Lebih jauh lagi melangkah ke mihwar sya’bi wa daulah di mana dakwah kita telah merangsek masuk ke dalam tatanan kelembagaan dan Negara, maka ujian yang diterima pun lingkupnya tidak lagi menjadi sekedar ‘ujian pribadi’, namun meluas hingga ke jantung jamaah itu sendiri. Dimulai dengan ujian internal dalam tubuh jamaah, semisal adanya kader-kader yang berguguran, adanya oknum yang menggunakan dakwah untuk ambisi pribadi, adanya conflict of interest masing-masing kader, kader dengan kuantitas yang melimpah namun tak diimbangi dengan kualitas dan sebagainya. Tak hanya itu, ujian juga datang dari orang-orang di luar jamaah dengan varian yang lebih bermacam. Mulai dari cacian dan cibiran, dengki dan iri hati, pendapat-pendapat yang tidak objektif, adu domba, teror, hingga sampai pada fitnah-fitnah terorganisir yang melibatkan media massa.
Namun, jangan pernah menganggap bahwa ujian yang bertubi-tubi menimpa itu adalah ujian besar yang kemudian sampai membuat dada-dada kita sesak karenanya. Sungguh, hal itu belumlah bisa disebut ujian. Itu hanya kerikil-kerikil kecil yang jika kita terkena timpukannya maka kita hanya akan merasai sakit yang tak seberapa. Jika dada kita sudah sangat sesak dengan itu semua, maka yakinlah pasti ada yang salah dalam bangunan akidah dan pemahaman kita akan hakikat dakwah. Jika dengan ujian itu kita sudah sangat merasa kelelahan dan kepayahan, maka Dia lebih tahu mungkin selama ini diri kita telah tertipu dengan fatamorgana keimanan.

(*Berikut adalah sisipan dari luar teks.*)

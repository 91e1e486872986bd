//! Typed view of the Alertmanager routing configuration
//!
//! Only the parts the audit reads are modelled: the SMTP settings in
//! `global`, and `receivers`. Each receiver is classified by the integration
//! it carries, so the audit can match on a variant instead of digging through
//! untyped maps.

use std::fmt;

use serde::de::IgnoredAny;
use serde::{Deserialize, Deserializer};

use crate::yaml::parse_yaml_as;
use crate::Result;

const CONTEXT: &str = "alertmanager.yaml";

/// Deserialize a YAML scalar as its source text
///
/// Keys and passwords that look like numbers are compared as written, so
/// `007` stays `007`. `null` becomes the empty string.
fn nullable_string<'de, D: Deserializer<'de>>(deserializer: D) -> std::result::Result<String, D::Error> {
    Option::<String>::deserialize(deserializer).map(Option::unwrap_or_default)
}

/// `global` section
#[derive(Clone, Debug, Default, Deserialize, PartialEq, Eq)]
pub struct GlobalConfig {
    /// SMTP relay as `host:port`
    #[serde(default, deserialize_with = "nullable_string")]
    pub smtp_smarthost: String,
    /// SMTP auth user
    #[serde(default, deserialize_with = "nullable_string")]
    pub smtp_auth_username: String,
    /// SMTP auth password
    #[serde(default, deserialize_with = "nullable_string")]
    pub smtp_auth_password: String,
}

impl fmt::Display for GlobalConfig {
    fn fmt(&self, f: &mut fmt::Formatter<'_>) -> fmt::Result {
        write!(
            f,
            "smtp_smarthost={} smtp_auth_username={} smtp_auth_password=[redacted]",
            self.smtp_smarthost, self.smtp_auth_username
        )
    }
}

/// One `pagerduty_configs` entry
#[derive(Clone, Debug, Default, Deserialize, PartialEq, Eq)]
pub struct PagerDutyConfig {
    /// Integration key for the Events API v1
    #[serde(default, deserialize_with = "nullable_string")]
    pub service_key: String,
}

/// One `webhook_configs` entry
#[derive(Clone, Debug, Default, Deserialize, PartialEq, Eq)]
pub struct WebhookConfig {
    /// Endpoint notifications are posted to
    #[serde(default, deserialize_with = "nullable_string")]
    pub url: String,
}

/// One `email_configs` entry
#[derive(Clone, Debug, Default, Deserialize, PartialEq, Eq)]
pub struct EmailConfig {
    /// Recipient address list
    #[serde(default, deserialize_with = "nullable_string")]
    pub to: String,
}

// Integrations the audit never reads are only recorded as present.
#[derive(Deserialize)]
struct RawReceiver {
    #[serde(default, deserialize_with = "nullable_string")]
    name: String,
    #[serde(default)]
    pagerduty_configs: Option<Vec<PagerDutyConfig>>,
    #[serde(default)]
    webhook_configs: Option<Vec<WebhookConfig>>,
    #[serde(default)]
    email_configs: Option<Vec<EmailConfig>>,
    #[serde(default)]
    discord_configs: Option<IgnoredAny>,
    #[serde(default)]
    msteams_configs: Option<IgnoredAny>,
    #[serde(default)]
    opsgenie_configs: Option<IgnoredAny>,
    #[serde(default)]
    pushover_configs: Option<IgnoredAny>,
    #[serde(default)]
    slack_configs: Option<IgnoredAny>,
    #[serde(default)]
    sns_configs: Option<IgnoredAny>,
    #[serde(default)]
    telegram_configs: Option<IgnoredAny>,
    #[serde(default)]
    victorops_configs: Option<IgnoredAny>,
    #[serde(default)]
    webex_configs: Option<IgnoredAny>,
    #[serde(default)]
    wechat_configs: Option<IgnoredAny>,
}

impl RawReceiver {
    /// The `*_configs` keys present, sorted
    fn kinds(&self) -> Vec<String> {
        [
            ("discord_configs", self.discord_configs.is_some()),
            ("email_configs", self.email_configs.is_some()),
            ("msteams_configs", self.msteams_configs.is_some()),
            ("opsgenie_configs", self.opsgenie_configs.is_some()),
            ("pagerduty_configs", self.pagerduty_configs.is_some()),
            ("pushover_configs", self.pushover_configs.is_some()),
            ("slack_configs", self.slack_configs.is_some()),
            ("sns_configs", self.sns_configs.is_some()),
            ("telegram_configs", self.telegram_configs.is_some()),
            ("victorops_configs", self.victorops_configs.is_some()),
            ("webex_configs", self.webex_configs.is_some()),
            ("webhook_configs", self.webhook_configs.is_some()),
            ("wechat_configs", self.wechat_configs.is_some()),
        ]
        .into_iter()
        .filter(|(_, present)| *present)
        .map(|(kind, _)| kind.to_string())
        .collect()
    }
}

/// A receiver, discriminated by the integration it carries
#[derive(Clone, Debug, Deserialize, PartialEq, Eq)]
#[serde(try_from = "RawReceiver")]
pub enum Receiver {
    /// Receiver with only `pagerduty_configs`
    PagerDuty {
        /// Receiver name
        name: String,
        /// Integration entries
        configs: Vec<PagerDutyConfig>,
    },
    /// Receiver with only `webhook_configs`
    Webhook {
        /// Receiver name
        name: String,
        /// Integration entries
        configs: Vec<WebhookConfig>,
    },
    /// Receiver with only `email_configs`
    Email {
        /// Receiver name
        name: String,
        /// Integration entries
        configs: Vec<EmailConfig>,
    },
    /// Receiver with no integrations (drops notifications)
    Null {
        /// Receiver name
        name: String,
    },
    /// Receiver with other or several integration kinds
    Other {
        /// Receiver name
        name: String,
        /// The `*_configs` keys present
        kinds: Vec<String>,
    },
}

impl TryFrom<RawReceiver> for Receiver {
    type Error = String;

    fn try_from(raw: RawReceiver) -> std::result::Result<Self, Self::Error> {
        if raw.name.is_empty() {
            return Err("receiver without a name".to_string());
        }

        let kinds = raw.kinds();
        let name = raw.name;
        Ok(match (kinds.len(), raw.pagerduty_configs, raw.webhook_configs, raw.email_configs) {
            (0, _, _, _) => Receiver::Null { name },
            (1, Some(configs), _, _) => Receiver::PagerDuty { name, configs },
            (1, _, Some(configs), _) => Receiver::Webhook { name, configs },
            (1, _, _, Some(configs)) => Receiver::Email { name, configs },
            _ => Receiver::Other { name, kinds },
        })
    }
}

impl Receiver {
    /// Receiver name
    pub fn name(&self) -> &str {
        match self {
            Receiver::PagerDuty { name, .. }
            | Receiver::Webhook { name, .. }
            | Receiver::Email { name, .. }
            | Receiver::Null { name }
            | Receiver::Other { name, .. } => name,
        }
    }

    /// Short name of the receiver's integration kind
    pub fn kind(&self) -> &'static str {
        match self {
            Receiver::PagerDuty { .. } => "pagerduty",
            Receiver::Webhook { .. } => "webhook",
            Receiver::Email { .. } => "email",
            Receiver::Null { .. } => "null",
            Receiver::Other { .. } => "other",
        }
    }
}

/// Parsed routing configuration
#[derive(Clone, Debug, Default, Deserialize, PartialEq, Eq)]
pub struct RoutingConfig {
    /// Global settings
    #[serde(default)]
    pub global: GlobalConfig,
    /// Receivers in file order
    #[serde(default)]
    pub receivers: Vec<Receiver>,
}

impl RoutingConfig {
    /// Parse an `alertmanager.yaml` document
    pub fn parse(yaml: &str) -> Result<Self> {
        parse_yaml_as(yaml, CONTEXT)
    }

    /// First receiver with the given name
    pub fn receiver(&self, name: &str) -> Option<&Receiver> {
        self.receivers.iter().find(|r| r.name() == name)
    }
}

#[cfg(test)]
pub(crate) mod tests {
    use super::*;
    use crate::Error;

    pub(crate) const ALERTMANAGER_YAML: &str = r#"
global:
  resolve_timeout: 5m
  smtp_smarthost: smtp.sendgrid.net:587
  smtp_from: noreply@example.com
  smtp_auth_username: apikey
  smtp_auth_password: s3cr3t
route:
  receiver: default
  routes:
    - match:
        severity: critical
      receiver: critical
    - match:
        alertname: DeadMansSwitch
      receiver: deadmansswitch
receivers:
  - name: default
    email_configs:
      - to: sre@example.com
  - name: critical
    pagerduty_configs:
      - service_key: 1234567890
  - name: deadmansswitch
    webhook_configs:
      - url: https://nosnch.in/abc123
  - name: blackhole
"#;

    /// Story: the RHMI routing file parses into typed receivers
    #[test]
    fn story_rhmi_config_parses_into_variants() {
        let config = RoutingConfig::parse(ALERTMANAGER_YAML).expect("valid config");

        assert_eq!(config.global.smtp_smarthost, "smtp.sendgrid.net:587");
        assert_eq!(config.global.smtp_auth_username, "apikey");
        assert_eq!(config.global.smtp_auth_password, "s3cr3t");
        assert_eq!(config.receivers.len(), 4);

        match config.receiver("critical") {
            Some(Receiver::PagerDuty { configs, .. }) => {
                // numeric-looking keys are compared as strings
                assert_eq!(configs[0].service_key, "1234567890");
            }
            other => panic!("expected pagerduty receiver, got {other:?}"),
        }
        match config.receiver("deadmansswitch") {
            Some(Receiver::Webhook { configs, .. }) => {
                assert_eq!(configs[0].url, "https://nosnch.in/abc123");
            }
            other => panic!("expected webhook receiver, got {other:?}"),
        }
        assert_eq!(config.receiver("default").map(Receiver::kind), Some("email"));
        assert_eq!(config.receiver("blackhole").map(Receiver::kind), Some("null"));
        assert!(config.receiver("missing").is_none());
    }

    #[test]
    fn quoted_numeric_key_is_kept_verbatim() {
        let config = RoutingConfig::parse(
            "receivers:\n  - name: critical\n    pagerduty_configs:\n      - service_key: '0123'\n",
        )
        .expect("valid");
        match &config.receivers[0] {
            Receiver::PagerDuty { configs, .. } => assert_eq!(configs[0].service_key, "0123"),
            other => panic!("unexpected {other:?}"),
        }
    }

    /// Story: secrets that look like numbers are written unquoted
    ///
    /// The rendered file keeps whatever text the secret held. A password of
    /// `007` or `1.50` and an all-digit integration key must come back
    /// exactly as written, not as the number YAML would read them as.
    #[test]
    fn story_unquoted_numeric_scalars_keep_their_text() {
        let config = RoutingConfig::parse(
            r#"
global:
  smtp_smarthost: smtp.sendgrid.net:587
  smtp_auth_username: 0042
  smtp_auth_password: 1.50
receivers:
  - name: critical
    pagerduty_configs:
      - service_key: 12345678901234567890123456789012
  - name: deadmansswitch
    webhook_configs:
      - url: 007
"#,
        )
        .expect("valid");

        assert_eq!(config.global.smtp_auth_username, "0042");
        assert_eq!(config.global.smtp_auth_password, "1.50");
        match config.receiver("critical") {
            Some(Receiver::PagerDuty { configs, .. }) => {
                assert_eq!(configs[0].service_key, "12345678901234567890123456789012");
            }
            other => panic!("expected pagerduty receiver, got {other:?}"),
        }
        match config.receiver("deadmansswitch") {
            Some(Receiver::Webhook { configs, .. }) => assert_eq!(configs[0].url, "007"),
            other => panic!("expected webhook receiver, got {other:?}"),
        }
    }

    #[test]
    fn null_scalars_become_empty_strings() {
        let config = RoutingConfig::parse("global:\n  smtp_auth_password: ~\n  smtp_auth_username:\n")
            .expect("valid");
        assert_eq!(config.global.smtp_auth_password, "");
        assert_eq!(config.global.smtp_auth_username, "");
    }

    #[test]
    fn unread_integration_fields_do_not_fail_the_parse() {
        let config = RoutingConfig::parse(
            r#"
receivers:
  - name: critical
    pagerduty_configs:
      - service_key: abc
        routing_key: 123456
        send_resolved: yes
        details:
          severity: critical
"#,
        )
        .expect("valid");
        assert_eq!(config.receivers[0].kind(), "pagerduty");
    }

    #[test]
    fn mixed_integrations_are_other() {
        let config = RoutingConfig::parse(
            r#"
receivers:
  - name: critical
    pagerduty_configs:
      - service_key: abc
    slack_configs:
      - channel: '#alerts'
"#,
        )
        .expect("valid");
        assert_eq!(
            config.receivers[0],
            Receiver::Other {
                name: "critical".to_string(),
                kinds: vec!["pagerduty_configs".to_string(), "slack_configs".to_string()],
            }
        );
    }

    #[test]
    fn unknown_single_integration_is_other() {
        let config = RoutingConfig::parse(
            "receivers:\n  - name: chat\n    slack_configs:\n      - channel: ops\n",
        )
        .expect("valid");
        assert_eq!(
            config.receivers[0],
            Receiver::Other {
                name: "chat".to_string(),
                kinds: vec!["slack_configs".to_string()],
            }
        );
    }

    #[test]
    fn non_integration_keys_do_not_count_as_kinds() {
        let config = RoutingConfig::parse(
            "receivers:\n  - name: ops\n    webhook_configs:\n      - url: https://hooks.example.com\n    comment: primary\n",
        )
        .expect("valid");
        assert_eq!(config.receivers[0].kind(), "webhook");
    }

    #[test]
    fn unnamed_receiver_is_rejected() {
        let err = RoutingConfig::parse("receivers:\n  - webhook_configs: []\n").unwrap_err();
        assert!(matches!(err, Error::Parse { .. }));
        assert!(err.to_string().contains("receiver without a name"));
    }

    #[test]
    fn malformed_integration_list_is_a_parse_error() {
        let err = RoutingConfig::parse(
            "receivers:\n  - name: critical\n    pagerduty_configs: not-a-list\n",
        )
        .unwrap_err();
        assert!(err.to_string().contains("alertmanager.yaml"));
    }

    #[test]
    fn empty_document_is_rejected() {
        assert!(RoutingConfig::parse("").is_err());
    }

    #[test]
    fn missing_sections_default_to_empty() {
        let config = RoutingConfig::parse("route:\n  receiver: default\n").expect("valid");
        assert_eq!(config.global, GlobalConfig::default());
        assert!(config.receivers.is_empty());
    }

    #[test]
    fn global_display_redacts_password() {
        let config = RoutingConfig::parse(ALERTMANAGER_YAML).expect("valid");
        let rendered = config.global.to_string();
        assert!(rendered.contains("smtp.sendgrid.net:587"));
        assert!(!rendered.contains("s3cr3t"));
    }
}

Pengalaman generasi pendahulu mengajarkan bahwa dalam dakwah yang efek geraknya mulai menggoyang kekuasaan para tiran dan membuat mereka gerah, pasti akan menimbulkan reaksi dahsyat yang melahirkan makar-makar terorganisir yang penuh dengan kamuflase dan kelicikan. Kita bisa belajar dari perjalanan dakwah Murrabbi tercinta kita Rasulullah shalallahu ‘alayhi wassalaam dan para shahabat terpilih. Tidak hanya fitnah, cacian, dan hinaan yang mereka terima; tapi juga siksaan-siksaan yang tak pernah terbayang sebelumnya: dijemur di tengah pasir mendidih dengan ditindih batu besar, dipanggang di atas bara api hingga melepuh dan meleleh air dari luka bakarnya hingga sampai memadamkan baranya, diboikot total sampai pernah memakan daun-daunan kering untuk mempertahankan hidup, diusir dari kampung halaman, dan juga diperangi secara besar-besaran. Lalu ketika ada salah seorang shahabat yang mengadukan kepada Rasul tentang beratnya ujian yang mereka rasakan, yang sudah jauh melampaui batas kemanusiaan, apa jawab Rasulullah?
Dari Khabbab bin Al Aratti, dia berkata, “Kami mengadu kepada Rasulullah shalallahu ‘alaihi wa sallam. Ketika itu beliau sedang berbantalkan sorbannya di bawah lindungan Ka’bah. Kemudian kami bertanya, ‘Apakah engkau tidak memintakan pertolongan untuk kami? Apakah engkau tidak mendoakan untuk kebaikan kami?’
Beliau bersabda, ‘Orang-orang yang sebelum kamu itu ada yang ditanam hidup-hidup, ada yang digergaji dari atas kepalanya sehingga tubuhnya terbelah dua, dan ada pula yang disisir dengan sisir besi yang mengenai daging dan tulangnya, tetapi yang demikian itu tidak menggoyahkan mereka dari agamanya.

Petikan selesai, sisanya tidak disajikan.